Starting Earlier Makes a Difference

When donepezil is started matters significantly. Patients with mild Alzheimer’s (generally those who still score 21 or above on the 30-point Mini-Mental State Examination) get more out of the drug than those who start in the moderate stage. One study found that patients treated with donepezil from the time of diagnosis had significantly better cognitive outcomes up to 3 years later than patients whose treatment was delayed by just one year.

This isn’t surprising when you consider how the drug works. Donepezil increases levels of a chemical messenger in the brain that supports memory, attention, and the ability to carry out everyday tasks. In earlier disease stages, more of the brain cells that rely on this messenger are still intact, so there’s more circuitry for the drug to support. As Alzheimer’s destroys more of those cells over time, donepezil has less to work with.

Higher Doses in Later Stages

Most patients start on a lower dose and move to 10 mg daily after several weeks. For people with moderate to severe Alzheimer’s who seem to be losing the benefit of the standard dose, a higher 23 mg dose is available. In a 24-week trial of nearly 1,500 patients, the higher dose produced significantly greater improvement on a cognitive test designed for more advanced dementia compared to the 10 mg dose.

The benefit was most pronounced in patients with more advanced disease. Those with greater impairment at the start showed a meaningful cognitive advantage on the higher dose, while less impaired patients saw a smaller difference between the two doses. The trade-off is that higher doses come with more side effects, particularly nausea and vomiting, so the decision involves weighing cognitive benefit against tolerability.

What Happens if You Stop Taking It

One of the most important things to understand about donepezil’s effectiveness is what happens when it’s discontinued. Stopping the medication, even after years of use, typically leads to a noticeable cognitive drop. Patients who discontinue don’t simply return to where they would have been without treatment. They often experience a relatively rapid decline that can be distressing for both the person and their family.

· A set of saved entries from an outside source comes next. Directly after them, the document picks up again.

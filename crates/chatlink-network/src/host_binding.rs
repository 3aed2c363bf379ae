//! 호스트(UI) 바인딩.
//!
//! 세션을 UI 레이어에 관찰 가능한 상태(`watch`) + 콜백으로 노출하는 얇은 래퍼.
//! 전송 방식 선택은 설정(`endpoint.transport`)에 따른다.

use std::sync::Arc;

use chatlink_core::config::AppConfig;
use chatlink_core::error::{CoreError, StreamError};
use chatlink_core::models::connection::TransportKind;
use chatlink_core::models::metrics::MetricsSnapshot;
use chatlink_core::models::request::StreamRequest;
use chatlink_core::ports::activity::ActivitySource;
use chatlink_core::ports::stream::{StreamControl, StreamHandler};
use chatlink_core::ports::transport::{Transport, TransportFactory};
use serde::Serialize;
use tokio::sync::watch;
use tracing::{info, warn};

use crate::chunked_session::ChunkedTransportSession;
use crate::chunked_transport::{ChunkedTransport, HttpByteStream};
use crate::sse_transport::SseTransport;
use crate::stream_session::{SessionSettings, StreamSession};

/// UI에 노출되는 진행 상태
#[derive(Debug, Clone, Copy, Default, PartialEq, Eq, Serialize)]
#[serde(rename_all = "snake_case")]
pub enum BindingStatus {
    /// 요청 없음
    #[default]
    Idle,
    /// 연결 중 (첫 델타 전)
    Connecting,
    /// 델타 수신 중
    Streaming,
    /// 완료
    Completed,
    /// 에러로 종료
    Failed,
    /// 사용자가 중지
    Stopped,
}

impl BindingStatus {
    /// 요청이 진행 중인지
    pub fn is_busy(&self) -> bool {
        matches!(self, BindingStatus::Connecting | BindingStatus::Streaming)
    }
}

/// 관찰 가능한 바인딩 상태
#[derive(Debug, Clone, Default, PartialEq, Serialize)]
pub struct BindingSnapshot {
    /// 진행 상태
    pub status: BindingStatus,
    /// 누적 콘텐츠
    pub content: String,
    /// 마지막 에러
    pub error: Option<StreamError>,
}

/// 상태 갱신 + 사용자 콜백 전달
struct BindingHandler {
    state_tx: Arc<watch::Sender<BindingSnapshot>>,
    listener: Option<Arc<dyn StreamHandler>>,
}

impl StreamHandler for BindingHandler {
    fn on_start(&self) {
        self.state_tx.send_replace(BindingSnapshot {
            status: BindingStatus::Connecting,
            ..BindingSnapshot::default()
        });
        if let Some(listener) = &self.listener {
            listener.on_start();
        }
    }

    fn on_chunk(&self, delta: &str, accumulated: &str) {
        self.state_tx.send_modify(|state| {
            state.status = BindingStatus::Streaming;
            state.content = accumulated.to_string();
            state.error = None;
        });
        if let Some(listener) = &self.listener {
            listener.on_chunk(delta, accumulated);
        }
    }

    fn on_complete(&self, final_text: &str) {
        self.state_tx.send_modify(|state| {
            state.status = BindingStatus::Completed;
            state.content = final_text.to_string();
        });
        if let Some(listener) = &self.listener {
            listener.on_complete(final_text);
        }
    }

    fn on_error(&self, error: &StreamError) {
        self.state_tx.send_modify(|state| {
            state.status = BindingStatus::Failed;
            state.error = Some(error.clone());
        });
        if let Some(listener) = &self.listener {
            listener.on_error(error);
        }
    }
}

/// 전송 방식별 전송 팩토리
///
/// 팩토리는 HTTP 클라이언트 하나를 공유하고 세션마다 새 전송을 만든다.
pub fn transport_factory(kind: TransportKind) -> Result<Arc<dyn TransportFactory>, CoreError> {
    let http_client = reqwest::Client::builder()
        .build()
        .map_err(|e| CoreError::Network(format!("HTTP 클라이언트 빌드 실패: {}", e)))?;

    let factory: Arc<dyn TransportFactory> = match kind {
        TransportKind::PushEvent => Arc::new(move || {
            Box::new(SseTransport::with_client(http_client.clone())) as Box<dyn Transport>
        }),
        TransportKind::ChunkedStream => {
            let opener = Arc::new(HttpByteStream::with_client(http_client));
            Arc::new(move || Box::new(ChunkedTransport::new(opener.clone())) as Box<dyn Transport>)
        }
    };
    Ok(factory)
}

/// 호스트 바인딩
pub struct HostBinding {
    control: Arc<dyn StreamControl>,
    state_tx: Arc<watch::Sender<BindingSnapshot>>,
}

impl HostBinding {
    /// 세션 생성 함수로 바인딩 구성
    ///
    /// `build`는 바인딩 내부 핸들러를 받아 세션을 만든다. `listener`가 있으면
    /// 상태 갱신 뒤 같은 콜백을 받는다.
    pub fn new<F>(build: F, listener: Option<Arc<dyn StreamHandler>>) -> Self
    where
        F: FnOnce(Arc<dyn StreamHandler>) -> Arc<dyn StreamControl>,
    {
        let (state_tx, _) = watch::channel(BindingSnapshot::default());
        let state_tx = Arc::new(state_tx);
        let handler = Arc::new(BindingHandler {
            state_tx: state_tx.clone(),
            listener,
        });
        Self {
            control: build(handler),
            state_tx,
        }
    }

    /// 설정에 따라 이벤트 전송 또는 바이트 스트림 세션으로 구성
    ///
    /// tokio 런타임 안에서 호출해야 한다.
    pub fn from_config(
        config: &AppConfig,
        activity: Option<&dyn ActivitySource>,
        listener: Option<Arc<dyn StreamHandler>>,
    ) -> Result<Self, CoreError> {
        let settings = SessionSettings::from_config(config);
        let kind = config.endpoint.transport;
        info!("호스트 바인딩 구성: 전송 {}", kind);

        let binding = match kind {
            TransportKind::PushEvent => {
                let factory = transport_factory(kind)?;
                Self::new(
                    |handler| -> Arc<dyn StreamControl> {
                        match activity {
                            Some(source) => Arc::new(StreamSession::with_activity(
                                settings, factory, handler, source,
                            )),
                            None => Arc::new(StreamSession::new(settings, factory, handler)),
                        }
                    },
                    listener,
                )
            }
            TransportKind::ChunkedStream => {
                let opener = Arc::new(HttpByteStream::new()?);
                Self::new(
                    |handler| -> Arc<dyn StreamControl> {
                        Arc::new(ChunkedTransportSession::new(settings, opener, handler))
                    },
                    listener,
                )
            }
        };
        Ok(binding)
    }

    /// 요청 시작
    ///
    /// 상태는 세션이 요청을 수락할 때(`on_start`) 초기화된다. 검증에 실패하면
    /// 진행 중인 스트림의 상태는 그대로 두고, 진행 중이 아니면 FAILED로 기록한다.
    pub fn start(&self, request: StreamRequest) -> Result<(), StreamError> {
        if let Err(error) = self.control.start(request) {
            warn!("요청 거부: {}", error);
            self.state_tx.send_if_modified(|state| {
                if state.status.is_busy() {
                    return false;
                }
                state.status = BindingStatus::Failed;
                state.error = Some(error.clone());
                true
            });
            return Err(error);
        }
        Ok(())
    }

    /// 중지
    pub fn stop(&self) {
        self.control.stop();
        self.state_tx.send_if_modified(|state| {
            if !state.status.is_busy() {
                return false;
            }
            state.status = BindingStatus::Stopped;
            true
        });
    }

    /// 마지막 요청 재실행 (누적 콘텐츠 유지)
    pub fn reconnect(&self) -> Result<(), StreamError> {
        self.control.reconnect()?;
        self.state_tx.send_modify(|state| {
            state.status = BindingStatus::Connecting;
            state.error = None;
        });
        Ok(())
    }

    /// 메트릭 스냅샷
    pub fn metrics(&self) -> MetricsSnapshot {
        self.control.metrics()
    }

    /// 상태 변경 수신기
    pub fn subscribe(&self) -> watch::Receiver<BindingSnapshot> {
        self.state_tx.subscribe()
    }

    /// 현재 상태 복사본
    pub fn snapshot(&self) -> BindingSnapshot {
        self.state_tx.borrow().clone()
    }
}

This is part of why doctors are often reluctant to stop donepezil even when its benefits seem subtle. The drug may be doing more than what’s visible on the surface. A patient who appears to be declining despite treatment may still be declining more slowly than they would without it, and that gap only becomes apparent when the medication is removed.

Realistic Expectations Over Time

The honest answer to how long donepezil is effective is that it depends on what you mean by “effective.” If you define it as noticeable cognitive improvement, the window is roughly 6 to 9 months for most patients. If you define it as performing better than you would without the drug, the evidence supports benefits lasting 2 to 3 years, and some patients have been treated for close to 5 years in clinical studies.

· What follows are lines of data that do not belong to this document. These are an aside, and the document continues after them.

impl SessionCore {
    /// 새 코어. 전송 이벤트는 `events_tx`로 들어와 [`SessionCore::handle_transport`]로 전달되어야 한다.
    pub fn new(
        settings: SessionSettings,
        factory: Arc<dyn TransportFactory>,
        events_tx: mpsc::UnboundedSender<TransportEnvelope>,
    ) -> Self {
        Self {
            settings,
            factory,
            events_tx,
            generation: 0,
            epoch: 0,
            manager: None,
            request: None,
            url: None,
            content: ContentBuffer::new(),
            records: RecordBuffer::new(),
            metrics: MetricsTracker::default(),
            timers: TimerSet::new(),
            active: false,
            is_background: false,
            manual_reconnects: 0,
        }
    }

    /// 새 요청 시작
    ///
    /// 검증 실패 시 기존 세션은 그대로 두고 에러를 반환한다 (콜백 없음).
    pub fn start(
        &mut self,
        request: StreamRequest,
        now: Instant,
    ) -> Result<Vec<SessionOutput>, StreamError> {
        let url = self.settings.endpoint.build_url(&request)?;

        self.teardown(now);
        self.epoch += 1;
        self.content.clear();
        self.metrics.reset(now);
        self.request = Some(request);
        self.url = Some(url.clone());
        self.active = true;
        self.manual_reconnects = 0;

        let mut outputs = Vec::new();
        self.connect_fresh(url, now, &mut outputs);
        Ok(outputs)
    }

    /// 중지. 여러 번 호출해도 안전하다.
    pub fn stop(&mut self, now: Instant) {
        if self.active {
            info!("스트림 중지");
        }
        self.epoch += 1;
        self.teardown(now);
    }

    /// 마지막 요청을 쿨다운 후 새 연결로 재실행
    ///
    /// 누적 콘텐츠는 유지되고, 재전송된 앞부분은 건너뛴다.
    pub fn reconnect(&mut self, now: Instant) -> Result<(), StreamError> {
        if self.request.is_none() || self.url.is_none() {
            return Err(StreamError::validation("request", "재실행할 요청이 없음"));
        }

        self.manual_reconnects += 1;
        self.metrics.record_reconnection();
        self.metrics.resume();
        if let Some(mut manager) = self.manager.take() {
            manager.disconnect();
        }
        // 이전 연결에서 늦게 도착하는 이벤트 차단
        self.generation += 1;
        self.epoch += 1;
        self.timers.clear();
        self.records = RecordBuffer::new();
        self.active = true;

        let cooldown = self.settings.reconnect.cooldown();
        self.timers.arm(SessionTimer::Cooldown, now + cooldown);
        info!(
            "재연결 요청 #{} — {}ms 후 연결",
            self.manual_reconnects,
            cooldown.as_millis()
        );
        Ok(())
    }

    /// 전송 이벤트 처리
    pub fn handle_transport(
        &mut self,
        envelope: TransportEnvelope,
        now: Instant,
    ) -> Vec<SessionOutput> {
        let mut outputs = Vec::new();

        if !self.active || envelope.tag.generation != self.generation {
            debug!("비활성/이전 세대 이벤트 무시: {:?}", envelope.tag);
            return outputs;
        }
        let events = match self.manager.as_mut() {
            Some(manager) => manager.handle_transport(envelope, now),
            None => return outputs,
        };
        self.apply(events, now, &mut outputs);
        outputs
    }

    /// 만료된 타이머 처리 (세션 타이머 → 상태 머신 타이머 순)
    pub fn poll_timers(&mut self, now: Instant) -> Vec<SessionOutput> {
        let mut outputs = Vec::new();

        for timer in self.timers.take_expired(now) {
            if !self.active {
                break;
            }
            match timer {
                SessionTimer::ConnectTimeout => {
                    let error = StreamError::Timeout {
                        phase: TimeoutPhase::Connect,
                        after_ms: self.settings.optimal.connect_timeout_ms,
                    };
                    self.fail(error, now, &mut outputs);
                }
                SessionTimer::IdleTimeout => {
                    let error = StreamError::Timeout {
                        phase: TimeoutPhase::Idle,
                        after_ms: self.settings.optimal.idle_timeout_ms,
                    };
                    self.fail(error, now, &mut outputs);
                }
                SessionTimer::Cooldown => {
                    if let Some(url) = self.url.clone() {
                        self.connect_fresh(url, now, &mut outputs);
                    }
                }
            }
        }

        if self.active {
            let events = match self.manager.as_mut() {
                Some(manager) => manager.poll_timers(now),
                None => Vec::new(),
            };
            self.apply(events, now, &mut outputs);
        }
        outputs
    }

    /// 가시성 변경 처리
    ///
    /// 백그라운드 동안 연결/유휴 타임아웃은 정지되고, 복귀 시 현재 상태에 맞게 다시 설정된다.
    pub fn set_visibility(&mut self, visibility: Visibility, now: Instant) -> Vec<SessionOutput> {
        let mut outputs = Vec::new();
        let background = visibility.is_background();
        if background == self.is_background {
            return outputs;
        }
        self.is_background = background;
        if !self.settings.optimal.background_handling_enabled {
            return outputs;
        }

        if background {
            self.timers.cancel(SessionTimer::ConnectTimeout);
            self.timers.cancel(SessionTimer::IdleTimeout);
        } else if self.active {
            match self.state() {
                ConnectionState::Connecting => self.arm_connect_timeout(now),
                ConnectionState::Connected => self.touch_idle(now),
                _ => {}
            }
        }

        let events = match self.manager.as_mut() {
            Some(manager) => manager.set_background(background, now),
            None => Vec::new(),
        };
        self.apply(events, now, &mut outputs);
        outputs
    }

    /// 연결 상태 (연결이 없으면 DISCONNECTED)
    pub fn state(&self) -> ConnectionState {
        self.manager
            .as_ref()
            .map(ConnectionManager::state)
            .unwrap_or_default()
    }

    /// 연결 정보
    pub fn connection_info(&self, now: Instant) -> Option<ConnectionInfo> {
        self.manager.as_ref().map(|manager| manager.info(now))
    }

    /// 제어 호출(`start/stop/reconnect`)마다 바뀌는 번호. 출력은 만들어진 에포크에서만 전달된다.
    pub fn epoch(&self) -> u64 {
        self.epoch
    }

    /// 요청 진행 중인지 (완료/에러/중지 전)
    pub fn is_active(&self) -> bool {
        self.active
    }

    /// 누적 콘텐츠
    pub fn content(&self) -> &str {
        self.content.as_str()
    }

    /// 메트릭 스냅샷
    pub fn metrics(&self, now: Instant) -> MetricsSnapshot {
        self.metrics.snapshot(now)
    }

    /// 현재 요청에서 `reconnect()`가 실행된 횟수
    pub fn reconnect_count(&self) -> u32 {
        self.manual_reconnects
    }

    /// 대기 중인 타이머 수 (세션 + 상태 머신)
    pub fn pending_timers(&self) -> usize {
        self.timers.pending() + self.manager.as_ref().map_or(0, ConnectionManager::pending_timers)
    }

    /// 가장 이른 데드라인
    pub fn next_deadline(&self) -> Option<Instant> {
        let manager = self
            .manager
            .as_ref()
            .and_then(ConnectionManager::next_deadline);
        match (self.timers.next_deadline(), manager) {
            (Some(a), Some(b)) => Some(a.min(b)),
            (a, b) => a.or(b),
        }
    }

    fn connect_fresh(&mut self, url: Url, now: Instant, outputs: &mut Vec<SessionOutput>) {
        self.generation += 1;
        let config = ManagerConfig::new(&self.settings.reconnect, &self.settings.optimal);
        let mut manager = ConnectionManager::new(
            config,
            self.factory.create(),
            self.events_tx.clone(),
            self.generation,
        );

        let mut events = Vec::new();
        if self.is_background {
            events.extend(manager.set_background(true, now));
        }
        match manager.connect(url, now) {
            Ok(connect_events) => events.extend(connect_events),
            Err(e) => warn!("연결 시작 실패: {}", e),
        }
        self.manager = Some(manager);
        self.apply(events, now, outputs);
    }

    fn apply(&mut self, events: Vec<ManagerEvent>, now: Instant, outputs: &mut Vec<SessionOutput>) {
        for event in events {
            if !self.active {
                break;
            }
            match event {
                ManagerEvent::Connecting { attempt } => {
                    debug!("연결 중 (시도 {attempt})");
                    self.timers.cancel(SessionTimer::IdleTimeout);
                    self.arm_connect_timeout(now);
                }
                ManagerEvent::Open => {
                    self.timers.cancel(SessionTimer::ConnectTimeout);
                    self.records = RecordBuffer::new();
                    self.content.begin_replay();
                    self.touch_idle(now);
                }
                ManagerEvent::Message(data) => {
                    self.touch_idle(now);
                    let frame = parse_payload(&data);
                    self.handle_frame(frame, now, outputs);
                }
                ManagerEvent::Bytes(bytes) => {
                    self.touch_idle(now);
                    for record in self.records.push(&bytes) {
                        if !self.active {
                            break;
                        }
                        self.handle_frame(record.into_frame(), now, outputs);
                    }
                }
                ManagerEvent::KeepAlive => self.touch_idle(now),
                ManagerEvent::Error { suppressed, .. } | ManagerEvent::Close { suppressed, .. } => {
                    self.timers.cancel(SessionTimer::ConnectTimeout);
                    self.timers.cancel(SessionTimer::IdleTimeout);
                    self.records.finish();
                    if suppressed {
                        self.metrics.record_background_disconnection();
                    }
                }
                ManagerEvent::Reconnecting { attempt, delay } => {
                    self.metrics.record_reconnection();
                    debug!("자동 재연결 {attempt} — {}ms", delay.as_millis());
                }
                ManagerEvent::Failed { failure, attempts } => {
                    let error = StreamError::Connection {
                        phase: failure.phase,
                        attempts,
                    };
                    self.fail(error, now, outputs);
                }
                ManagerEvent::BackgroundEntered | ManagerEvent::BackgroundExited { .. } => {}
                ManagerEvent::ReconnectNeeded => {
                    if let Err(e) = self.reconnect(now) {
                        warn!("복귀 재연결 실패: {}", e);
                    }
                    break;
                }
            }
        }
    }

    fn handle_frame(
        &mut self,
        frame: Result<Option<Frame>, StreamError>,
        now: Instant,
        outputs: &mut Vec<SessionOutput>,
    ) {
        match frame {
            Err(error) => self.fail(error, now, outputs),
            Ok(None) | Ok(Some(Frame::Ping)) => {}
            Ok(Some(Frame::Chunk { content })) => {
                if let Some(delta) = self.content.append(&content) {
                    self.metrics.record_token(now);
                    outputs.push(SessionOutput::Chunk {
                        delta,
                        accumulated: self.content.as_str().to_string(),
                    });
                }
            }
            Ok(Some(Frame::Done)) => self.complete(now, outputs),
            Ok(Some(Frame::Error { message })) => {
                self.fail(StreamError::Protocol { message }, now, outputs)
            }
        }
    }

    fn complete(&mut self, now: Instant, outputs: &mut Vec<SessionOutput>) {
        self.teardown(now);
        let snapshot = self.metrics.snapshot(now);
        info!(
            "스트림 완료: {}바이트, 토큰 {}, {:.1} tok/s",
            self.content.len(),
            snapshot.token_count,
            snapshot.tokens_per_second
        );
        outputs.push(SessionOutput::Complete {
            text: self.content.as_str().to_string(),
        });
    }

    fn fail(&mut self, error: StreamError, now: Instant, outputs: &mut Vec<SessionOutput>) {
        self.teardown(now);
        warn!("스트림 에러: {}", error);
        outputs.push(SessionOutput::Error(error));
    }

    fn teardown(&mut self, now: Instant) {
        if let Some(mut manager) = self.manager.take() {
            manager.disconnect();
        }
        self.timers.clear();
        self.records = RecordBuffer::new();
        if self.active {
            self.metrics.finish(now);
        }
        self.active = false;
    }

    fn suspended(&self) -> bool {
        self.is_background && self.settings.optimal.background_handling_enabled
    }

    fn arm_connect_timeout(&mut self, now: Instant) {
        if !self.suspended() {
            let deadline = now + self.settings.optimal.connect_timeout();
            self.timers.arm(SessionTimer::ConnectTimeout, deadline);
        }
    }

    fn touch_idle(&mut self, now: Instant) {
        if !self.suspended() {
            let deadline = now + self.settings.optimal.idle_timeout();
            self.timers.arm(SessionTimer::IdleTimeout, deadline);
        }
    }
}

What donepezil cannot do is stop Alzheimer’s from progressing. It buys time and preserves function during a critical period when independence and quality of life are at stake. For many families, the months or years of maintained ability to recognize loved ones, follow conversations, or handle basic self-care tasks represent the drug’s most meaningful contribution, even if the numbers on a cognitive test eventually trend downward.